Task statement | Where "RelocateStats" appears in a line of the entries below, that line should be copied.

Entries supplied |
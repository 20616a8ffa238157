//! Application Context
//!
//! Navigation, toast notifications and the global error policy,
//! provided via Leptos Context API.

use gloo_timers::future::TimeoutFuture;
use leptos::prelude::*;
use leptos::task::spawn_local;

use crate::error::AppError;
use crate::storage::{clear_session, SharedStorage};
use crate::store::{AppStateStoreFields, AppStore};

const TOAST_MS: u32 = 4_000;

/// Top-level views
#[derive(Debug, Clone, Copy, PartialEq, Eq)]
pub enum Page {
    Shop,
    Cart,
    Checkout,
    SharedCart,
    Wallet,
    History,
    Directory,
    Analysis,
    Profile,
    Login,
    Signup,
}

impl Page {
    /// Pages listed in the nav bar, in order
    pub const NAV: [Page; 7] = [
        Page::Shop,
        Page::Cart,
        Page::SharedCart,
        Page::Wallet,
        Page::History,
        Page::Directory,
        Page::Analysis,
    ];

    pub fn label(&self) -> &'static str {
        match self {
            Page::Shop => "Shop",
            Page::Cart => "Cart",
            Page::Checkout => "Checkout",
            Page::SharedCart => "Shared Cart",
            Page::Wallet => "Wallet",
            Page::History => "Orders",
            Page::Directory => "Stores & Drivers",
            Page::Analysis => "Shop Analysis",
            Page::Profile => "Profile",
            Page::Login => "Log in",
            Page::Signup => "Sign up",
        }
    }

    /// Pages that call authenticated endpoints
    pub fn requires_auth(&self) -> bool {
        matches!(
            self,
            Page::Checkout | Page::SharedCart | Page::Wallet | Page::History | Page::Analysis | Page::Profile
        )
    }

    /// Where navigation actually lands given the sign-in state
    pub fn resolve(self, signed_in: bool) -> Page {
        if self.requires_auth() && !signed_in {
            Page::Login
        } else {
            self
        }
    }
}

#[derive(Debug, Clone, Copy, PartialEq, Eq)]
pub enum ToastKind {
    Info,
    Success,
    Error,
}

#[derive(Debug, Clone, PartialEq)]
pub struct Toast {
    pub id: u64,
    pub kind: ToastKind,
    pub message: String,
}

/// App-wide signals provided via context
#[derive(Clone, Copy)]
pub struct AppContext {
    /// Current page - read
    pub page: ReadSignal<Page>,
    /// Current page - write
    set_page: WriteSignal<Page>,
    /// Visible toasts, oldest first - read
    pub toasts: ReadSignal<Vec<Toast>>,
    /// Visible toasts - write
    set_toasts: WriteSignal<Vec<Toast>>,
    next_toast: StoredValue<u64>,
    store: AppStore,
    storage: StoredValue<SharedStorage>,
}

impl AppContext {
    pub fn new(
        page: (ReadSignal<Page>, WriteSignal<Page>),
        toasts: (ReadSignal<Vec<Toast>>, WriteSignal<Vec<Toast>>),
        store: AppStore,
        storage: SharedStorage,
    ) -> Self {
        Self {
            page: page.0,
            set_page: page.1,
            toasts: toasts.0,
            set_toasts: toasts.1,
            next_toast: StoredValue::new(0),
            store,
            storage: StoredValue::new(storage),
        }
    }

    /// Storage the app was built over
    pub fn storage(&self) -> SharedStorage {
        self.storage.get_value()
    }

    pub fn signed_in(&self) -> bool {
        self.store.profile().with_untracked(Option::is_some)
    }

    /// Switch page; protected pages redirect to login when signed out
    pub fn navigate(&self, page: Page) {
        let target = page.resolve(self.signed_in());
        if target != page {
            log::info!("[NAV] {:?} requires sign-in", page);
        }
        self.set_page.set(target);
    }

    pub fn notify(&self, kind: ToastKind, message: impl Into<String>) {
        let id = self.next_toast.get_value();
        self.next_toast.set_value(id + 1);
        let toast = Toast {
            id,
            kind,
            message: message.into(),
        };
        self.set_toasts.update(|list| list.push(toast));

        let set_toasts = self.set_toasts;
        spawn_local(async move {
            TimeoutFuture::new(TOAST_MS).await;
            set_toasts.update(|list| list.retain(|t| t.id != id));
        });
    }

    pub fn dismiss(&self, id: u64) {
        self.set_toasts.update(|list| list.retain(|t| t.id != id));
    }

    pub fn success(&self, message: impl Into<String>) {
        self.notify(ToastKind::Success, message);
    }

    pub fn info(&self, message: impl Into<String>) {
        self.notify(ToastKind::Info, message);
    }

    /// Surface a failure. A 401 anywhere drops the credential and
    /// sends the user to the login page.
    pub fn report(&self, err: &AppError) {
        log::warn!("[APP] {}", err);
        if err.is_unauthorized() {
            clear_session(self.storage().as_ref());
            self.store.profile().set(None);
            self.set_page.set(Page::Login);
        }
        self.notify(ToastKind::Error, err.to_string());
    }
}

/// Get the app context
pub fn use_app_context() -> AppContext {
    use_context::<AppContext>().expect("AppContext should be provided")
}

...

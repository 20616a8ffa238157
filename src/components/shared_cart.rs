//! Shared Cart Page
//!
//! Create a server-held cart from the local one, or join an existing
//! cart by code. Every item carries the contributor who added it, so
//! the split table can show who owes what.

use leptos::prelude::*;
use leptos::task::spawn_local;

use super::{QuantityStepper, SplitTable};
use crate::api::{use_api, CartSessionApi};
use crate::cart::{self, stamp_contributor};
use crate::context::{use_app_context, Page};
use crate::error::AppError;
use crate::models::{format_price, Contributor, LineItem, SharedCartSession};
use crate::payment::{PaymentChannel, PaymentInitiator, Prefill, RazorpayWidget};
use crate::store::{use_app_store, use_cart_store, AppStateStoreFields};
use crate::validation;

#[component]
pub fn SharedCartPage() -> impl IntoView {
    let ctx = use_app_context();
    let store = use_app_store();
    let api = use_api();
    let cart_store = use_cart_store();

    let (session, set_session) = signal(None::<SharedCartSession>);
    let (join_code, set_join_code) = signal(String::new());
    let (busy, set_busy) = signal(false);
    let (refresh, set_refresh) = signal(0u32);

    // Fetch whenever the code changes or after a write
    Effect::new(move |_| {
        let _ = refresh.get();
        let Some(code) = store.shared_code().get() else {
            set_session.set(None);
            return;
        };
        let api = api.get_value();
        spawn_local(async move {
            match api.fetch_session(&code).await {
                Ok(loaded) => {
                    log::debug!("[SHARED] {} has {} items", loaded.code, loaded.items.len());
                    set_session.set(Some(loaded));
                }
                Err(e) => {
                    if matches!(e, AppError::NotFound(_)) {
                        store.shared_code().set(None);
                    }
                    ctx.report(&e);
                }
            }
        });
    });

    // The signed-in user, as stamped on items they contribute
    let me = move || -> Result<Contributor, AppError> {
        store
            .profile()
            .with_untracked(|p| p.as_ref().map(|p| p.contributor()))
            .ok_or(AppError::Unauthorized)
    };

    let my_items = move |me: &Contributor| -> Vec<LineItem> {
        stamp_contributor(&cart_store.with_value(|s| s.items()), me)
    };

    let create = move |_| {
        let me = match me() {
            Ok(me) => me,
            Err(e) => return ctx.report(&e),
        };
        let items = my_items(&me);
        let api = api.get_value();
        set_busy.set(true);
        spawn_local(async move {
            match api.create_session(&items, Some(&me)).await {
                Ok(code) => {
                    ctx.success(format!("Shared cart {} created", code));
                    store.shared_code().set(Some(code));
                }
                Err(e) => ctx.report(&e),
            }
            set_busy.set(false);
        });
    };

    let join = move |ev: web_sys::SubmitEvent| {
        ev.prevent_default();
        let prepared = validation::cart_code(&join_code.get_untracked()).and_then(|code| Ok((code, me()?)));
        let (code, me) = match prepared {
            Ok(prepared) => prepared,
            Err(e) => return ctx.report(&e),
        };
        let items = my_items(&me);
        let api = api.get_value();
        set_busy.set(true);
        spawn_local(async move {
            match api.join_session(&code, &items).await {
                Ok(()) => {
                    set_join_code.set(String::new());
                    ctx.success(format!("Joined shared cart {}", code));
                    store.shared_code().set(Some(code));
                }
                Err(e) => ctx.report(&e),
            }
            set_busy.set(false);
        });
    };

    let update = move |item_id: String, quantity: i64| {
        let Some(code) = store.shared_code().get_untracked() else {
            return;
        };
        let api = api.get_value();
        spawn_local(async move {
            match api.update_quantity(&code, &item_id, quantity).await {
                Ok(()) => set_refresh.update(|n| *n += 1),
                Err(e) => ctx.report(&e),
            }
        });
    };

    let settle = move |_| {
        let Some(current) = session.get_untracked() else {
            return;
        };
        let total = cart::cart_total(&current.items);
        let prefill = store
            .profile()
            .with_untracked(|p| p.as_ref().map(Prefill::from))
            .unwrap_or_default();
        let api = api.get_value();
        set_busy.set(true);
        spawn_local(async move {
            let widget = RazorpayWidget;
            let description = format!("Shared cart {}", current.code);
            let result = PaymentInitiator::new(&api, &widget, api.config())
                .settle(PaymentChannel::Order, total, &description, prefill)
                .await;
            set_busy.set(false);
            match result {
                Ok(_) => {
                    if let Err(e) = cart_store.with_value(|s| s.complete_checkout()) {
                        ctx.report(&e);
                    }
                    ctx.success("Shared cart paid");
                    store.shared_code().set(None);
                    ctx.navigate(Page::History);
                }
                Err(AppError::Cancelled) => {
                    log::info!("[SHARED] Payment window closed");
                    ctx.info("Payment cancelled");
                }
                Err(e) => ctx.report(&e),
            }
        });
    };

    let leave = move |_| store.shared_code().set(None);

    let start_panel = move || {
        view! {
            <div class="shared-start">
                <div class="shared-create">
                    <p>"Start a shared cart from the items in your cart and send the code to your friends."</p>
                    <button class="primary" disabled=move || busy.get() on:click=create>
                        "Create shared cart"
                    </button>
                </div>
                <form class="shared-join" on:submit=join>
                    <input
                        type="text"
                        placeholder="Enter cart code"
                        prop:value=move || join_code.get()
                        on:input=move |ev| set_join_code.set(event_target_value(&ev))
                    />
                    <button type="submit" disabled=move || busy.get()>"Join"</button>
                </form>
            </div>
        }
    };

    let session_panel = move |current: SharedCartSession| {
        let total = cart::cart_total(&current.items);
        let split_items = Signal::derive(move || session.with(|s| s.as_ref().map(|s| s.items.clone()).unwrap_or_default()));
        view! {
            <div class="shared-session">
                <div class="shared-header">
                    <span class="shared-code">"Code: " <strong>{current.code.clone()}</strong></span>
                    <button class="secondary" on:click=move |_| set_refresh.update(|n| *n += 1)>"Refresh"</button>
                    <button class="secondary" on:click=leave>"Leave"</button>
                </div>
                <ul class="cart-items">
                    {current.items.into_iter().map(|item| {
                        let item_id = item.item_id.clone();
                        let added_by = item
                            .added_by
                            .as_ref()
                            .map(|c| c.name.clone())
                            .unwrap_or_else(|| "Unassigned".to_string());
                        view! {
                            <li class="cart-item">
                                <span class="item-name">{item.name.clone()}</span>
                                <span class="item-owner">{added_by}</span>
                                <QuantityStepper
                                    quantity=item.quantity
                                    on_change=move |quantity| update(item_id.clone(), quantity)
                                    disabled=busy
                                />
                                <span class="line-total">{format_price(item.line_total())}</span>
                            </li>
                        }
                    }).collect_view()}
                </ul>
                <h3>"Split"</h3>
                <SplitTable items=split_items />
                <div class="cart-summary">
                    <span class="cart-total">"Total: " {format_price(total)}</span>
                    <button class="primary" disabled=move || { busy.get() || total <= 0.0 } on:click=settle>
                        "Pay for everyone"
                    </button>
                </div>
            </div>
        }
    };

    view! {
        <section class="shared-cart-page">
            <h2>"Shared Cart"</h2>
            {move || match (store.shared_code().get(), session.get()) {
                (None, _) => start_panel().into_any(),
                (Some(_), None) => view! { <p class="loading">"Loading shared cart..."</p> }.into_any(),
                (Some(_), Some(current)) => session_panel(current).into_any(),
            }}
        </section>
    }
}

--

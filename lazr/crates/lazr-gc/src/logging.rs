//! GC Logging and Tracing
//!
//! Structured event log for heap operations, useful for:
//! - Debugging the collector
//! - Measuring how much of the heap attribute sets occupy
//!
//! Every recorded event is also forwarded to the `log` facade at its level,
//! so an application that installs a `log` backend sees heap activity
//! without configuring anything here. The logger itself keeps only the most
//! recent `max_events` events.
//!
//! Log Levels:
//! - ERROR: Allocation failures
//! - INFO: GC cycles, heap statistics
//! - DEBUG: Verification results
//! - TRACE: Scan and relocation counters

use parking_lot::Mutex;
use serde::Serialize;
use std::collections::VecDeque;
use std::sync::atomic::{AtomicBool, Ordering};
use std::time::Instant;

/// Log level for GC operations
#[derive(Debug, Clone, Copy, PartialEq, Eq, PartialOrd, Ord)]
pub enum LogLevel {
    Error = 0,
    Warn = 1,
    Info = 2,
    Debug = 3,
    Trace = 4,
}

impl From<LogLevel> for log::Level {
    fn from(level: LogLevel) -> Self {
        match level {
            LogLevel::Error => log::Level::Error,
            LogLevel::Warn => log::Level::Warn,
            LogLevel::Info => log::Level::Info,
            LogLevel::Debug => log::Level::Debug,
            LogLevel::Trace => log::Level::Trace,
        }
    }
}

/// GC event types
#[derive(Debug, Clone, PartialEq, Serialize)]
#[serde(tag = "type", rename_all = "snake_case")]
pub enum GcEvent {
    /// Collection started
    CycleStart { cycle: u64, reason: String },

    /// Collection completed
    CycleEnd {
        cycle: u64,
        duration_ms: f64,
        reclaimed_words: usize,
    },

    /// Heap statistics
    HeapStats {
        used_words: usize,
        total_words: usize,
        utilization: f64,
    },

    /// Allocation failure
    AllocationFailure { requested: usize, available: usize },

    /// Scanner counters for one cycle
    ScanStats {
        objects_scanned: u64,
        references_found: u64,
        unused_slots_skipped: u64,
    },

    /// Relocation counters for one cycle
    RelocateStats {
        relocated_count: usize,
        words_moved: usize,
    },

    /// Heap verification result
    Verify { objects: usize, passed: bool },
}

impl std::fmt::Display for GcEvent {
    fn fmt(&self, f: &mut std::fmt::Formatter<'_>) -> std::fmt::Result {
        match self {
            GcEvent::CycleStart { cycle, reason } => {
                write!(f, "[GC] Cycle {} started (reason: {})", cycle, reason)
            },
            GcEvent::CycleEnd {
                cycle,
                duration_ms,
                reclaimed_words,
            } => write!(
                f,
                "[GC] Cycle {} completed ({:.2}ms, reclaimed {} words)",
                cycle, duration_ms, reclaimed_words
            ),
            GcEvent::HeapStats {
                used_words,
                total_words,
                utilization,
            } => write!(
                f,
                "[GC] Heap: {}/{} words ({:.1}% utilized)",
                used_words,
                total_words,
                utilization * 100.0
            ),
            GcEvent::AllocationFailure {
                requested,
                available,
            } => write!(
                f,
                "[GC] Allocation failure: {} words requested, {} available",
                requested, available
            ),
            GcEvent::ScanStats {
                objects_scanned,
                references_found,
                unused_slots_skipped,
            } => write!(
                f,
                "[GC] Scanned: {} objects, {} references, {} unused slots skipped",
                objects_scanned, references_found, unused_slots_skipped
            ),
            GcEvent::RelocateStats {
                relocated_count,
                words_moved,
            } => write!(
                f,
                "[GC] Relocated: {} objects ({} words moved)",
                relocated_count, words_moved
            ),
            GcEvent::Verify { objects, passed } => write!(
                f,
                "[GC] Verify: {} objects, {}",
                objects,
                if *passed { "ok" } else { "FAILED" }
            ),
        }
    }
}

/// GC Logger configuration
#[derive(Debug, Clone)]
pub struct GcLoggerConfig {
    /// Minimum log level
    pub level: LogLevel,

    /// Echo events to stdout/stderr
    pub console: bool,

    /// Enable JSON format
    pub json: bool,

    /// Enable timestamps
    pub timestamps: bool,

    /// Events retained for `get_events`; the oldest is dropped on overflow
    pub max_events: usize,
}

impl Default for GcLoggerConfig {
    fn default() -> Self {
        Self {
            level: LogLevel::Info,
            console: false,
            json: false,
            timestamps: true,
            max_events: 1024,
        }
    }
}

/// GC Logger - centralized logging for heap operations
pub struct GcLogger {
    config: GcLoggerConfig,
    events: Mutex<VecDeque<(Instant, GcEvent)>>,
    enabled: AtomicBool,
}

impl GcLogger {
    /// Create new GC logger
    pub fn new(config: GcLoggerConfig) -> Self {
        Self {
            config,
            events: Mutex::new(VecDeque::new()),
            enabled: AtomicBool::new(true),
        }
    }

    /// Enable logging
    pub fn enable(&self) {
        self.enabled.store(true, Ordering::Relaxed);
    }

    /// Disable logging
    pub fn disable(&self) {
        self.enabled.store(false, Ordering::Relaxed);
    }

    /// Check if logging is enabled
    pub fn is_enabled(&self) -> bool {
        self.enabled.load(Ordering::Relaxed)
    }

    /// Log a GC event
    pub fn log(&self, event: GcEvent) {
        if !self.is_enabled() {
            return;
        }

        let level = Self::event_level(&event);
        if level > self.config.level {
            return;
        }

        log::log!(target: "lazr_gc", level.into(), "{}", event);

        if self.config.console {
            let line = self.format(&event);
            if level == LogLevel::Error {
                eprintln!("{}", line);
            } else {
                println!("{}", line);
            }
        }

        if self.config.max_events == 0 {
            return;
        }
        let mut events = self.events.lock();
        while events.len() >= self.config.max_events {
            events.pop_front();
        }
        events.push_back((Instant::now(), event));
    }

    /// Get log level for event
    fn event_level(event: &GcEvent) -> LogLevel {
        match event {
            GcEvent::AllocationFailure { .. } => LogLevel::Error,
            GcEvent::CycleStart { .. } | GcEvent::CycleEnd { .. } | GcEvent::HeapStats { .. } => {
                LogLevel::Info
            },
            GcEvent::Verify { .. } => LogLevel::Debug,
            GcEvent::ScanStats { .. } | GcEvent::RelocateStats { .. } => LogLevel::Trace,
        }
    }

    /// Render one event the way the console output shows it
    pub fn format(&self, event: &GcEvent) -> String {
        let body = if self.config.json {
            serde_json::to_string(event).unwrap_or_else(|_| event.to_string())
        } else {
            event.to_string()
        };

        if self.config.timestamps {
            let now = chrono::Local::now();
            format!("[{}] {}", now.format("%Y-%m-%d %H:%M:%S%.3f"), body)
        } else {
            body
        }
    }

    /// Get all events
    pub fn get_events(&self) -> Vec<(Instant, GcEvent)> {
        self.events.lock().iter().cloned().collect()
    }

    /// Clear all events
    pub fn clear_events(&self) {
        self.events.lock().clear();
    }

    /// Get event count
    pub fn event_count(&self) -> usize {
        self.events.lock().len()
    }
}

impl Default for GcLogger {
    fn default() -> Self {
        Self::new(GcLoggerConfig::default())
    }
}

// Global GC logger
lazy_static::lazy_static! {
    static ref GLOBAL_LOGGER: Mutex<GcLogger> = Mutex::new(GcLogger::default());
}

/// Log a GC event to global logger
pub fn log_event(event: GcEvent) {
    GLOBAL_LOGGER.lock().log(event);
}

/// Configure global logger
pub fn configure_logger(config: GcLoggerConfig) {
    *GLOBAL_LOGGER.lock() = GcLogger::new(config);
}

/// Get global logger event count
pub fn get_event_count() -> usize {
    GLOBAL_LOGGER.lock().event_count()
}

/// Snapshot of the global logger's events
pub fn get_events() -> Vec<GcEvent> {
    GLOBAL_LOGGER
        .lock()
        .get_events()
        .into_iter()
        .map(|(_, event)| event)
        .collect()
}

Solution to this exercise |
    RelocateStats {
            GcEvent::RelocateStats {
            GcEvent::ScanStats { .. } | GcEvent::RelocateStats { .. } => LogLevel::Trace,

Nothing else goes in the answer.